The process is affected by concerns and stress within your own organization, and there will also be stress in dealing with the various vendors that will be influenced by a shift to an enterprise imaging model, he said.
"It's a highly integrated model that you are looking to put into place," Conwell said. "You are going to be dealing with your PACS vendors, you're going to be dealing with modality vendors, and you're going to be dealing with your [electronic medical record] vendor. They are going to put constraints on you, things you may not even be thinking about, [and] that [affects] the RFP process."
When dealing with prospective enterprise imaging vendors, Conwell recommends that you "trust but verify."
Sentara partnered with Ascendian Healthcare Consulting to help them through the process, he said.
A long journey
For Sentara, the main impetus for pursuing an enterprise imaging strategy was a desire to speed up image retrieval times for clinicians, Conwell said.
Sentara's journey toward enterprise imaging began in 2002 with implementation of a PACS from Agfa HealthCare for five hospitals. A sixth hospital came online in 2006, followed by a seventh in 2008.
In 2009, a first attempt was made for a business case for a VNA, but that failed, due largely to the vendor landscape at the time. So did a subsequent attempt in 2010, as they did not adequately assess and convey to the organization the impact of the VNA, Conwell said.
In 2011, an eighth Sentara hospital adopted a PACS from Fujifilm Medical Systems USA, and in 2012, two ambulatory imaging centers began using PACS from Carestream Health and Viztek. Two more hospitals began using a GE Healthcare PACS in 2013. In 2014, the 11th and 12th hospitals adopted PACS from Merge Healthcare and McKesson, respectively. Sentara also has a PACS from Philips Healthcare.
In early 2014, the enterprise imaging strategy business case was finally approved. Implementation of the enterprise imaging platform from Mach7 has been underway for about a year, and the ongoing process will likely continue for months or even years, Conwell said.
Imaging HIE capabilities are planned for 2016, and in 2017 the goal is to implement a PACS-agnostic approach that will include multiple image-generating specialties beyond radiology, according to Conwell.

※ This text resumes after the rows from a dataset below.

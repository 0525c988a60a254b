//! Authoritative session server for Phaser devices.
//!
//! Devices connect over `/ws`, register, heartbeat, and submit hit reports
//! for arbitration. Operators read status and push rule changes over the
//! bearer-protected `/api/v1` REST surface.

pub mod api;
pub mod auth;
pub mod config;
pub mod error;
pub mod health;
pub mod session;
pub mod state;
pub mod ws;

use std::time::Duration;

use axum::Router;
use axum::middleware;
use axum::routing::get;
use tokio::net::TcpListener;
use tokio::task::JoinHandle;
use tower_http::cors::CorsLayer;

use config::ServerConfig;
use state::AppState;

/// Build the Axum router and application state from a config.
pub fn build_app(config: ServerConfig) -> (Router<()>, AppState) {
    let state = AppState::new(config);

    let api_routes = Router::new()
        .route("/status", get(api::get_status))
        .route("/config", get(api::get_config).put(api::put_config))
        .layer(middleware::from_fn_with_state(
            state.clone(),
            bearer_auth_layer,
        ))
        .layer(CorsLayer::permissive());

    let app = Router::new()
        .route("/ws", get(ws::ws_handler))
        .route("/health", get(health::health_check))
        .nest("/api/v1", api_routes)
        .with_state(state.clone());

    (app, state)
}

/// Periodically drop devices that stopped talking.
pub fn spawn_stale_cleanup(state: AppState) -> JoinHandle<()> {
    let max_age = Duration::from_secs(state.config.sessions.stale_timeout_secs);
    let period = Duration::from_secs(state.config.sessions.cleanup_interval_secs);
    tokio::spawn(async move {
        let mut interval = tokio::time::interval(period);
        loop {
            interval.tick().await;
            let removed = state.sessions.write().await.cleanup_stale(max_age);
            if !removed.is_empty() {
                tracing::info!(count = removed.len(), "Stale device cleanup");
            }
        }
    })
}

/// Serve on `listener` until the process ends.
pub async fn serve(listener: TcpListener, config: ServerConfig) -> std::io::Result<()> {
    let (app, state) = build_app(config);
    let cleanup = spawn_stale_cleanup(state);
    let result = axum::serve(listener, app).await;
    cleanup.abort();
    result
}

/// Middleware wrapper that injects AuthConfig into request extensions for the
/// bearer auth middleware.
async fn bearer_auth_layer(
    axum::extract::State(state): axum::extract::State<AppState>,
    mut request: axum::extract::Request,
    next: middleware::Next,
) -> Result<axum::response::Response, axum::http::StatusCode> {
    request.extensions_mut().insert(state.auth.clone());
    auth::bearer_auth_middleware(request.headers().clone(), request, next).await
}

"I want the control back," he said. "I don't want any vendor owning my images, owning my software, and owning my hardware. I need to own all of that so I can be flexible and I can ultimately determine what that HIE model needs to look like or what that deconstructed PACS model may look like in our organization."

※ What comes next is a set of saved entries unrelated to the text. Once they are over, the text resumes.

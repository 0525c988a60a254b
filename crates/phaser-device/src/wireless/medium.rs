//! Broadcast media carrying sealed frames between devices.

use std::future::Future;
use std::io;
use std::net::{IpAddr, SocketAddr};
use std::sync::Arc;
use std::sync::atomic::{AtomicBool, AtomicUsize, Ordering};

use tokio::net::UdpSocket;
use tokio::sync::{Mutex, broadcast};

use phaser_core::envelope::LinkAddr;
use phaser_core::net::frame::MAX_FRAME_SIZE;

const ADDR_LEN: usize = 6;

#[derive(Debug)]
pub enum MediumError {
    Io(io::Error),
    /// Send refused by the medium.
    Rejected,
    Closed,
}

impl std::fmt::Display for MediumError {
    fn fmt(&self, f: &mut std::fmt::Formatter<'_>) -> std::fmt::Result {
        match self {
            Self::Io(e) => write!(f, "medium I/O error: {e}"),
            Self::Rejected => write!(f, "send rejected"),
            Self::Closed => write!(f, "medium closed"),
        }
    }
}

impl std::error::Error for MediumError {}

impl From<io::Error> for MediumError {
    fn from(e: io::Error) -> Self {
        Self::Io(e)
    }
}

/// A shared broadcast domain. Every frame sent reaches every other member;
/// delivery is best effort.
pub trait BroadcastMedium: Send + Sync + 'static {
    fn local_addr(&self) -> LinkAddr;

    fn send(&self, frame: &[u8]) -> impl Future<Output = Result<(), MediumError>> + Send;

    /// Wait for the next frame from another member.
    fn recv(&self) -> impl Future<Output = Result<(LinkAddr, Vec<u8>), MediumError>> + Send;
}

/// UDP broadcast on `base_port + channel`. Each datagram carries the
/// sender's link address ahead of the frame.
pub struct UdpMedium {
    socket: UdpSocket,
    local: LinkAddr,
    target: SocketAddr,
}

impl UdpMedium {
    pub async fn bind(
        local: LinkAddr,
        bind_ip: IpAddr,
        broadcast_ip: IpAddr,
        port: u16,
    ) -> Result<Self, MediumError> {
        let socket = UdpSocket::bind(SocketAddr::new(bind_ip, port)).await?;
        socket.set_broadcast(true)?;
        tracing::info!(%local, port, "wireless medium bound");
        Ok(Self {
            socket,
            local,
            target: SocketAddr::new(broadcast_ip, port),
        })
    }

    /// Port for a radio channel.
    pub fn channel_port(base_port: u16, channel: u8) -> u16 {
        base_port.saturating_add(u16::from(channel))
    }
}

impl BroadcastMedium for UdpMedium {
    fn local_addr(&self) -> LinkAddr {
        self.local
    }

    async fn send(&self, frame: &[u8]) -> Result<(), MediumError> {
        let mut datagram = Vec::with_capacity(ADDR_LEN + frame.len());
        datagram.extend_from_slice(&self.local.octets());
        datagram.extend_from_slice(frame);
        self.socket.send_to(&datagram, self.target).await?;
        Ok(())
    }

    async fn recv(&self) -> Result<(LinkAddr, Vec<u8>), MediumError> {
        let mut buf = [0u8; ADDR_LEN + MAX_FRAME_SIZE + 1];
        loop {
            let (len, from) = self.socket.recv_from(&mut buf).await?;
            if len < ADDR_LEN {
                tracing::debug!(%from, len, "dropping datagram without a source address");
                continue;
            }
            let mut src = [0u8; ADDR_LEN];
            src.copy_from_slice(&buf[..ADDR_LEN]);
            let src = LinkAddr(src);
            // Broadcast loops our own datagrams back.
            if src == self.local {
                continue;
            }
            return Ok((src, buf[ADDR_LEN..len].to_vec()));
        }
    }
}

/// In-process broadcast domain for tests and simulations.
#[derive(Clone)]
pub struct LoopbackHub {
    tx: broadcast::Sender<(LinkAddr, Vec<u8>)>,
}

impl LoopbackHub {
    pub fn new() -> Self {
        let (tx, _) = broadcast::channel(256);
        Self { tx }
    }

    /// Attach a member with the given link address.
    pub fn join(&self, addr: LinkAddr) -> LoopbackMedium {
        LoopbackMedium {
            addr,
            tx: self.tx.clone(),
            rx: Mutex::new(self.tx.subscribe()),
            fail_sends: Arc::new(AtomicBool::new(false)),
            send_attempts: Arc::new(AtomicUsize::new(0)),
        }
    }
}

impl Default for LoopbackHub {
    fn default() -> Self {
        Self::new()
    }
}

pub struct LoopbackMedium {
    addr: LinkAddr,
    tx: broadcast::Sender<(LinkAddr, Vec<u8>)>,
    rx: Mutex<broadcast::Receiver<(LinkAddr, Vec<u8>)>>,
    fail_sends: Arc<AtomicBool>,
    send_attempts: Arc<AtomicUsize>,
}

impl LoopbackMedium {
    /// Handle that makes subsequent sends fail while set.
    pub fn failure_switch(&self) -> Arc<AtomicBool> {
        Arc::clone(&self.fail_sends)
    }

    /// Counter of send attempts, failed ones included.
    pub fn attempt_counter(&self) -> Arc<AtomicUsize> {
        Arc::clone(&self.send_attempts)
    }
}

impl BroadcastMedium for LoopbackMedium {
    fn local_addr(&self) -> LinkAddr {
        self.addr
    }

    async fn send(&self, frame: &[u8]) -> Result<(), MediumError> {
        self.send_attempts.fetch_add(1, Ordering::SeqCst);
        if self.fail_sends.load(Ordering::SeqCst) {
            return Err(MediumError::Rejected);
        }
        // No other members is not an error on a broadcast medium.
        let _ = self.tx.send((self.addr, frame.to_vec()));
        Ok(())
    }

    async fn recv(&self) -> Result<(LinkAddr, Vec<u8>), MediumError> {
        let mut rx = self.rx.lock().await;
        loop {
            match rx.recv().await {
                Ok((src, _)) if src == self.addr => continue,
                Ok(frame) => return Ok(frame),
                Err(broadcast::error::RecvError::Lagged(n)) => {
                    tracing::warn!(dropped = n, "loopback receiver lagged");
                },
                Err(broadcast::error::RecvError::Closed) => return Err(MediumError::Closed),
            }
        }
    }
}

The primary goals for Sentara's enterprise imaging strategy were to improve image retrieval response times, stabilize the PACS technology situation, decrease image storage costs, and address the need for a more robust clinical viewer. Secondary goals included implementing a solution to support other image-generating specialties beyond radiology, planning a flexible strategy to accommodate mergers and acquisitions, formulating a business continuity model, and implementing an image migration plan, Conwell said.

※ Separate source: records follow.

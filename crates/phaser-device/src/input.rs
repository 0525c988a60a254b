//! Physical input handling: debounced trigger, long-hold factory reset, and
//! optical samples from the hit sensor.

use std::sync::Arc;
use std::time::Duration;

use tokio::sync::mpsc;
use tokio::time::{Instant, sleep_until};
use tokio_util::sync::CancellationToken;

use phaser_core::storage::PersistedState;
use phaser_core::time::Clock;

use crate::sensor::HitSensor;
use crate::shot::ShotHandler;
use crate::wireless::BroadcastMedium;

/// Events delivered by the board layer.
#[derive(Debug, Clone, Copy, PartialEq, Eq)]
pub enum InputEvent {
    /// Trigger edge.
    Trigger,
    ResetPressed,
    ResetReleased,
    /// A bit pattern sampled by the optical receiver.
    Optical { bits: u32 },
}

/// Rejects trigger edges closer together than the re-arm delay.
#[derive(Debug, Clone)]
pub struct Debouncer {
    rearm_ms: u64,
    last_accepted_ms: Option<u64>,
}

impl Debouncer {
    pub fn new(rearm_ms: u64) -> Self {
        Self {
            rearm_ms,
            last_accepted_ms: None,
        }
    }

    pub fn accept(&mut self, now_ms: u64) -> bool {
        match self.last_accepted_ms {
            Some(last) if now_ms.saturating_sub(last) < self.rearm_ms => false,
            _ => {
                self.last_accepted_ms = Some(now_ms);
                true
            },
        }
    }
}

/// Why the input task ended.
#[derive(Debug, Clone, Copy, PartialEq, Eq)]
pub enum InputExit {
    Cancelled,
    /// The board layer went away.
    Disconnected,
    FactoryReset,
}

pub struct InputHandler<M> {
    shots: ShotHandler<M>,
    sensor: HitSensor<M>,
    persisted: PersistedState,
    clock: Arc<dyn Clock>,
    debouncer: Debouncer,
    reset_hold: Duration,
}

impl<M: BroadcastMedium> InputHandler<M> {
    pub fn new(
        shots: ShotHandler<M>,
        sensor: HitSensor<M>,
        persisted: PersistedState,
        clock: Arc<dyn Clock>,
        debounce_ms: u64,
        reset_hold_ms: u64,
    ) -> Self {
        Self {
            shots,
            sensor,
            persisted,
            clock,
            debouncer: Debouncer::new(debounce_ms),
            reset_hold: Duration::from_millis(reset_hold_ms),
        }
    }

    pub async fn run(
        mut self,
        mut events: mpsc::Receiver<InputEvent>,
        cancel: CancellationToken,
    ) -> InputExit {
        let mut reset_deadline: Option<Instant> = None;
        loop {
            let event = tokio::select! {
                biased;
                _ = cancel.cancelled() => return InputExit::Cancelled,
                _ = sleep_until(reset_deadline.unwrap_or_else(Instant::now)),
                    if reset_deadline.is_some() =>
                {
                    self.factory_reset();
                    return InputExit::FactoryReset;
                },
                event = events.recv() => match event {
                    Some(event) => event,
                    None => return InputExit::Disconnected,
                },
            };
            match event {
                InputEvent::Trigger => {
                    if self.debouncer.accept(self.clock.now_ms()) {
                        // Rejections are logged by the handler.
                        let _ = self.shots.fire().await;
                    }
                },
                InputEvent::ResetPressed => {
                    reset_deadline.get_or_insert_with(|| Instant::now() + self.reset_hold);
                },
                InputEvent::ResetReleased => {
                    if reset_deadline.take().is_some() {
                        tracing::debug!("reset released before hold time");
                    }
                },
                InputEvent::Optical { bits } => {
                    self.sensor.on_optical(bits).await;
                },
            }
        }
    }

    fn factory_reset(&self) {
        tracing::warn!("reset held, erasing persisted state");
        if let Err(e) = self.persisted.factory_reset() {
            tracing::error!("factory reset failed: {e}");
        }
    }
}

/// Host emulation of a trigger pulled on a fixed period.
pub async fn auto_fire(
    events: mpsc::Sender<InputEvent>,
    period: Duration,
    cancel: CancellationToken,
) {
    let mut ticker = tokio::time::interval(period);
    ticker.set_missed_tick_behavior(tokio::time::MissedTickBehavior::Skip);
    loop {
        tokio::select! {
            _ = cancel.cancelled() => break,
            _ = ticker.tick() => {
                if events.send(InputEvent::Trigger).await.is_err() {
                    break;
                }
            },
        }
    }
}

The road map for the next couple of years is to become PACS-agnostic and to include an imaging HIE strategy.
"Once we do become PACS-agnostic, that gives us the flexibility that we need to achieve whatever our future goals are going to be, whether we are on HIE or deconstructed PACS or so forth," he said.
Sentara projects that adopting the enterprise imaging platform along with information life-cycle management tools will save 2,600 terabytes of image storage by 2018.